• [DATASET RECORDS]:
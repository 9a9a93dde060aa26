//! Scripted database used by the unit tests.

use std::{
    collections::{HashMap, VecDeque},
    sync::Mutex,
};

use mdstudio_core::{AsyncValue, Document, Error};

use crate::database::{Database, DbVerb};

/// Answers each verb from a queue of prepared responses and records requests.
#[derive(Default)]
pub struct ScriptedDatabase {
    responses: Mutex<HashMap<DbVerb, VecDeque<AsyncValue<Document>>>>,
    requests: Mutex<Vec<(DbVerb, Document)>>,
}

impl ScriptedDatabase {
    /// Queue a resolved response for `verb`.
    pub fn push(&self, verb: DbVerb, response: Document) {
        self.push_value(verb, AsyncValue::resolved(response));
    }

    /// Queue an arbitrary (possibly pending or failed) response for `verb`.
    pub fn push_value(&self, verb: DbVerb, response: AsyncValue<Document>) {
        self.responses
            .lock()
            .unwrap()
            .entry(verb)
            .or_default()
            .push_back(response);
    }

    /// Requests received for `verb`, in order.
    pub fn calls(&self, verb: DbVerb) -> Vec<Document> {
        self.requests
            .lock()
            .unwrap()
            .iter()
            .filter(|(v, _)| *v == verb)
            .map(|(_, request)| request.clone())
            .collect()
    }
}

impl Database for ScriptedDatabase {
    fn execute(&self, verb: DbVerb, request: Document) -> AsyncValue<Document> {
        self.requests.lock().unwrap().push((verb, request));
        self.responses
            .lock()
            .unwrap()
            .get_mut(&verb)
            .and_then(VecDeque::pop_front)
            .unwrap_or_else(|| {
                AsyncValue::failed(Error::failed(format!("no response scripted for {verb:?}")))
            })
    }
}
//! Remote database access for MDStudio components.
//!
//! Provides:
//! - `Database` - The fixed verb set, and `RemoteDatabase` over the component bus
//! - `Model` - Collection-bound verbs with envelope unwrapping
//! - `Cursor` - Lazy consumption of paginated results

pub mod cursor;
pub mod database;
pub mod model;

#[cfg(test)]
pub(crate) mod testing;

pub use cursor::{Cursor, CursorId, CursorPage, CursorState, FieldTransform, Query};
pub use database::{Database, DbVerb, RemoteDatabase, extract, transform};
pub use model::{FindOptions, Index, Model, ReplaceResponse, SortMode, UpdateResponse};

• [TASK DIRECTIONS]:
Each line in the listing where the word "crate" is found is to be copied.

• [TASK OUTPUT]:
use crate::database::{Database, DbVerb};
pub(crate) mod testing;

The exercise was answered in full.